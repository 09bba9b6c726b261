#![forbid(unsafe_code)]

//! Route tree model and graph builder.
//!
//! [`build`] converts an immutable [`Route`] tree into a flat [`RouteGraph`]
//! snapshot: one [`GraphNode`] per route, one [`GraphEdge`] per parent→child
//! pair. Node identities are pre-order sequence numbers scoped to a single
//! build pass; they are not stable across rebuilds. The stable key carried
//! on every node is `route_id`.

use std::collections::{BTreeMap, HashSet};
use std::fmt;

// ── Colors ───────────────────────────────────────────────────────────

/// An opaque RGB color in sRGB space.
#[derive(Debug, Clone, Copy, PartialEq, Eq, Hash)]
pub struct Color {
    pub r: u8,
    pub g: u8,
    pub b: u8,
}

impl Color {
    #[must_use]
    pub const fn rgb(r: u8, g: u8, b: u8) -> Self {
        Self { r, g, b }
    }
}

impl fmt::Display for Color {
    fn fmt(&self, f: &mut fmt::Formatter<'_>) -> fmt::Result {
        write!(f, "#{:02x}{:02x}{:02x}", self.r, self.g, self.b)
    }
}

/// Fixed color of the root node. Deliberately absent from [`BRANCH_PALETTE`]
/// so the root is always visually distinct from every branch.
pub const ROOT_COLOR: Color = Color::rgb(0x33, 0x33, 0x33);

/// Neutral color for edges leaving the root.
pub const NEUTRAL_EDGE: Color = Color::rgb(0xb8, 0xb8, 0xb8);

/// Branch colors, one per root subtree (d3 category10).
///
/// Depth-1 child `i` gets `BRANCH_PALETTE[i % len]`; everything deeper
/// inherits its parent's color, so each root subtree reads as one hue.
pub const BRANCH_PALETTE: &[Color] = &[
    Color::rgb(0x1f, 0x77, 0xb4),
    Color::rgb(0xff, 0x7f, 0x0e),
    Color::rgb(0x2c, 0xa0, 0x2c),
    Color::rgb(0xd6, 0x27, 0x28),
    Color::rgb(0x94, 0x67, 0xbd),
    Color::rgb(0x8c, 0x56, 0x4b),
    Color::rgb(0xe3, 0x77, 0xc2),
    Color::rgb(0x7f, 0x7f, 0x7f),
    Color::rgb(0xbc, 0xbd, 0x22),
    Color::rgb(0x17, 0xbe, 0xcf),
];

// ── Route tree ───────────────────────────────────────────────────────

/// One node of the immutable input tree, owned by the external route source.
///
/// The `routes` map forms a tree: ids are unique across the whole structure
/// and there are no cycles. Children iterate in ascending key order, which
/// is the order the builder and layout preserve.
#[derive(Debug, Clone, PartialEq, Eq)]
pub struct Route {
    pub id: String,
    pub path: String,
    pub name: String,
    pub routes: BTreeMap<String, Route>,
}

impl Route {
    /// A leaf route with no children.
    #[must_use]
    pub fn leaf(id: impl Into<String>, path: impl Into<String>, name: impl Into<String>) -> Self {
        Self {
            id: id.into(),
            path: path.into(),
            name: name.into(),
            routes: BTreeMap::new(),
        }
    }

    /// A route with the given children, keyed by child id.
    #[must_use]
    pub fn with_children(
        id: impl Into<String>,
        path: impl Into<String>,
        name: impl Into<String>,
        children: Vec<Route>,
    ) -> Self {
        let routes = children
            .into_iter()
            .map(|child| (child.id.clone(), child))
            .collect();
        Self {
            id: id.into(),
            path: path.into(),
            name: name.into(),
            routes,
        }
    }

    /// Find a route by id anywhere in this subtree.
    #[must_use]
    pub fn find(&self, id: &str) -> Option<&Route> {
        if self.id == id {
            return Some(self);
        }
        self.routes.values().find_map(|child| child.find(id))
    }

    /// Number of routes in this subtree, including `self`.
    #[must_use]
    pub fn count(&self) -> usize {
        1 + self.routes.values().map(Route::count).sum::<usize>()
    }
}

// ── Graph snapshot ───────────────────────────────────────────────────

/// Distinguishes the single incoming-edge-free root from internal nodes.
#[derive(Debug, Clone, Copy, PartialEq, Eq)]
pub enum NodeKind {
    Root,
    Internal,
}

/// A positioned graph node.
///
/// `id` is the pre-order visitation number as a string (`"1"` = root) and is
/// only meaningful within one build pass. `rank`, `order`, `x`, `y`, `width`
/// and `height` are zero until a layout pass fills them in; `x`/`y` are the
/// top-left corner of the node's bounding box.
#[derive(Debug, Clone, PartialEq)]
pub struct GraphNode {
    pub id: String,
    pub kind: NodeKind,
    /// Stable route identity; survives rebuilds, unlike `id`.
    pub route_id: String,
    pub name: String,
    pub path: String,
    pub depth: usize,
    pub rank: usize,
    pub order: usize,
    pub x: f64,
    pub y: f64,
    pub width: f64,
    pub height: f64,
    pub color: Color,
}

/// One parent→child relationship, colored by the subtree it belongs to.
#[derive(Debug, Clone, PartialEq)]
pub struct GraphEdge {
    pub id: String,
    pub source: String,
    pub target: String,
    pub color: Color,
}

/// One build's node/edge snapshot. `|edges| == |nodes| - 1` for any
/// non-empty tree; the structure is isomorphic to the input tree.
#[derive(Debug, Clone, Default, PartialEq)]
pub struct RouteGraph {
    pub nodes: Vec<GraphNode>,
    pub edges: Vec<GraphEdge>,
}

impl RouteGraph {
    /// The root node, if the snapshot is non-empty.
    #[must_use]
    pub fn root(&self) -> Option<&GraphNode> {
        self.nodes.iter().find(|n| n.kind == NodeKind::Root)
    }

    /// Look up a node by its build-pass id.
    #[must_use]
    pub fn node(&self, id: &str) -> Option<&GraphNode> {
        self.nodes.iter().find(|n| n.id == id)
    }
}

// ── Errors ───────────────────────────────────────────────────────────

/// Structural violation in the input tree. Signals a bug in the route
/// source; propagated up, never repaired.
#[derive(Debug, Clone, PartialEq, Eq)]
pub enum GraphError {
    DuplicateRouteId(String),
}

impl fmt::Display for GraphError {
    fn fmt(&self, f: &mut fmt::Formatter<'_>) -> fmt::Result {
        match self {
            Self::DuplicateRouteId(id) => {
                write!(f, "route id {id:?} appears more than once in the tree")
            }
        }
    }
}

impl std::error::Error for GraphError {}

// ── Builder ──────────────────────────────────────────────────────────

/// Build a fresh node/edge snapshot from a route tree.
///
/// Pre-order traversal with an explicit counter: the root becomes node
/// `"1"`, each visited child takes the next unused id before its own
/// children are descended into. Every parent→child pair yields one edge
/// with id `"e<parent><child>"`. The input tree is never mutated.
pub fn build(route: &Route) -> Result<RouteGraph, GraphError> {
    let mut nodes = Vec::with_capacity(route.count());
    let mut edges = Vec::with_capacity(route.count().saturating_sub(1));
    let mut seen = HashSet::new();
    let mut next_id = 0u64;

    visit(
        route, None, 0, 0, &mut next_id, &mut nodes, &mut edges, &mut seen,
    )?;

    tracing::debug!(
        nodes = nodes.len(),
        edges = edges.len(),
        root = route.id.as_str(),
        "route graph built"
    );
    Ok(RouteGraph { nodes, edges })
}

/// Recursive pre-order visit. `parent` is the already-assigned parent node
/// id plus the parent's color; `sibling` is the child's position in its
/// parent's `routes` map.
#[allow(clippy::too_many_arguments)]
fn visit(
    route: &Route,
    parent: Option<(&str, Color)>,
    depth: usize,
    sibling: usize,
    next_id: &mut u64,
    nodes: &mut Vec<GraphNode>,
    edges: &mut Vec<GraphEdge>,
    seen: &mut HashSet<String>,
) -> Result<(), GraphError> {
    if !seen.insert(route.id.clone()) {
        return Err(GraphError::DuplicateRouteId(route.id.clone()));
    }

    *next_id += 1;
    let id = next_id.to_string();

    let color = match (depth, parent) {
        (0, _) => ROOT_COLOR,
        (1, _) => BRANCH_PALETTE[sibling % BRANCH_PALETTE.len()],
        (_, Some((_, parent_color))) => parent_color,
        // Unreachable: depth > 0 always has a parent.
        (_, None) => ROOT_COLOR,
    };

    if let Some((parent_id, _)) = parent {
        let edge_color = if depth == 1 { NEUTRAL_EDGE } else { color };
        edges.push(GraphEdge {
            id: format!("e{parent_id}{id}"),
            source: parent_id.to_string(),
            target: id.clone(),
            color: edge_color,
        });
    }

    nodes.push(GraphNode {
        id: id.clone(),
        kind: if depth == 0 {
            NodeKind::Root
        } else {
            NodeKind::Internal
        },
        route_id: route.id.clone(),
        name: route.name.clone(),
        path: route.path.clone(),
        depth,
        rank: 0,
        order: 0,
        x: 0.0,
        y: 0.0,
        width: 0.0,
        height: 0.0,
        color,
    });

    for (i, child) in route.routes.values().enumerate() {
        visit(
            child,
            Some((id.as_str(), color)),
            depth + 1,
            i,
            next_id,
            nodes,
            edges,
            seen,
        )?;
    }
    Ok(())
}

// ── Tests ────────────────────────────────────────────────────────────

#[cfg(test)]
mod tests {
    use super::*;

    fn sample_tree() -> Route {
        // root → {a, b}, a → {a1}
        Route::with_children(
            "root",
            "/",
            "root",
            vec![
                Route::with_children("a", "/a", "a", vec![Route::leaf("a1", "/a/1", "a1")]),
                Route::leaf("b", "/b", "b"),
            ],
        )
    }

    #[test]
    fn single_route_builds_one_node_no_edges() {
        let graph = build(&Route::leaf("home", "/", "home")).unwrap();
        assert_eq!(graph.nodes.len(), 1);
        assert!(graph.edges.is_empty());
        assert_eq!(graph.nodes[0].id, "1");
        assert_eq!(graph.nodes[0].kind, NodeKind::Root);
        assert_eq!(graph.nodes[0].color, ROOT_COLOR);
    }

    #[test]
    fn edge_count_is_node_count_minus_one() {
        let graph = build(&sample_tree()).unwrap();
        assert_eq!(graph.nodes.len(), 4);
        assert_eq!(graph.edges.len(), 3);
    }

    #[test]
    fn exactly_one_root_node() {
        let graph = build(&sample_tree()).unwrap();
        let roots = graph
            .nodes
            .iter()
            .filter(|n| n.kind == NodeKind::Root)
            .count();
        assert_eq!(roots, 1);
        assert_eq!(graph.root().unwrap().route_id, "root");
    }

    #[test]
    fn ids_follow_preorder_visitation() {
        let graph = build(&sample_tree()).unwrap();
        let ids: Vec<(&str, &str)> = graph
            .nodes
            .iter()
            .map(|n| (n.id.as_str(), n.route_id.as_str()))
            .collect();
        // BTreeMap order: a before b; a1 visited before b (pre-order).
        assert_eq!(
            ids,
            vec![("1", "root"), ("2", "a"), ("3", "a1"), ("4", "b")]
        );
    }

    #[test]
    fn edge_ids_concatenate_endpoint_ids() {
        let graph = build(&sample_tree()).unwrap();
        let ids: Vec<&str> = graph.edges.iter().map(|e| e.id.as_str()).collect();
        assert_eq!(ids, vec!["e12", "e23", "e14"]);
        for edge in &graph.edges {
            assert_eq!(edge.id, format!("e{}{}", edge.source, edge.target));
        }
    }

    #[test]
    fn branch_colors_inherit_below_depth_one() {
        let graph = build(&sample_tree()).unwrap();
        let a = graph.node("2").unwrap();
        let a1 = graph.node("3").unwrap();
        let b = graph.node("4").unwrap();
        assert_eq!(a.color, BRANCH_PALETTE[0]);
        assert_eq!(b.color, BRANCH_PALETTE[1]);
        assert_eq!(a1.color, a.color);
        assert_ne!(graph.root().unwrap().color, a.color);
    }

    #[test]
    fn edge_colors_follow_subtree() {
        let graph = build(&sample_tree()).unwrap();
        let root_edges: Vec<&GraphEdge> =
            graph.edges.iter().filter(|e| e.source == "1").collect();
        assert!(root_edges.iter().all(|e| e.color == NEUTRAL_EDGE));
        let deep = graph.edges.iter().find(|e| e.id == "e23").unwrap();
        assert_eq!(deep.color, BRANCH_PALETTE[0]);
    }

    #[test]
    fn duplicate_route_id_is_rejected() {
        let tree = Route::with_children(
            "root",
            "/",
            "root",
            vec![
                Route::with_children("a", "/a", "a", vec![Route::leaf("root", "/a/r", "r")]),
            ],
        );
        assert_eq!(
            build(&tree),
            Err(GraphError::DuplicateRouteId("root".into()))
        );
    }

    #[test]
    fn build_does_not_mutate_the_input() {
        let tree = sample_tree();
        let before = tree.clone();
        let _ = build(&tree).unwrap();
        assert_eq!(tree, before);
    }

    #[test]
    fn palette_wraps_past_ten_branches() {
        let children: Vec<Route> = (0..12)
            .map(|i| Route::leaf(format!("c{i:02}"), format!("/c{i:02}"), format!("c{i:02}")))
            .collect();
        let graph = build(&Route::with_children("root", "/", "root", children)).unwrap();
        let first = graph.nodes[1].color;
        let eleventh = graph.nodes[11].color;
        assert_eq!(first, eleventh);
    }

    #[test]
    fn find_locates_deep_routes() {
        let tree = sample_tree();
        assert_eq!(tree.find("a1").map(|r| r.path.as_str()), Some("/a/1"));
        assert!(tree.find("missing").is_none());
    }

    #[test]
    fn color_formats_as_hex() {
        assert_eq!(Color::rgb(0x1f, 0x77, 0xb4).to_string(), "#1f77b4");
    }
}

▶ _PROBLEM DETAILS_
Find "appears more than" in the entries above and copy that whole line exactly, then each line after it through the line that contains "let mut next_id = 0u64;".

▶ _FINAL ANSWER_
                write!(f, "route id {id:?} appears more than once in the tree")
            }
        }
    }
}

impl std::error::Error for GraphError {}

// ── Builder ──────────────────────────────────────────────────────────

/// Build a fresh node/edge snapshot from a route tree.
///
/// Pre-order traversal with an explicit counter: the root becomes node
/// `"1"`, each visited child takes the next unused id before its own
/// children are descended into. Every parent→child pair yields one edge
/// with id `"e<parent><child>"`. The input tree is never mutated.
pub fn build(route: &Route) -> Result<RouteGraph, GraphError> {
    let mut nodes = Vec::with_capacity(route.count());
    let mut edges = Vec::with_capacity(route.count().saturating_sub(1));
    let mut seen = HashSet::new();
    let mut next_id = 0u64;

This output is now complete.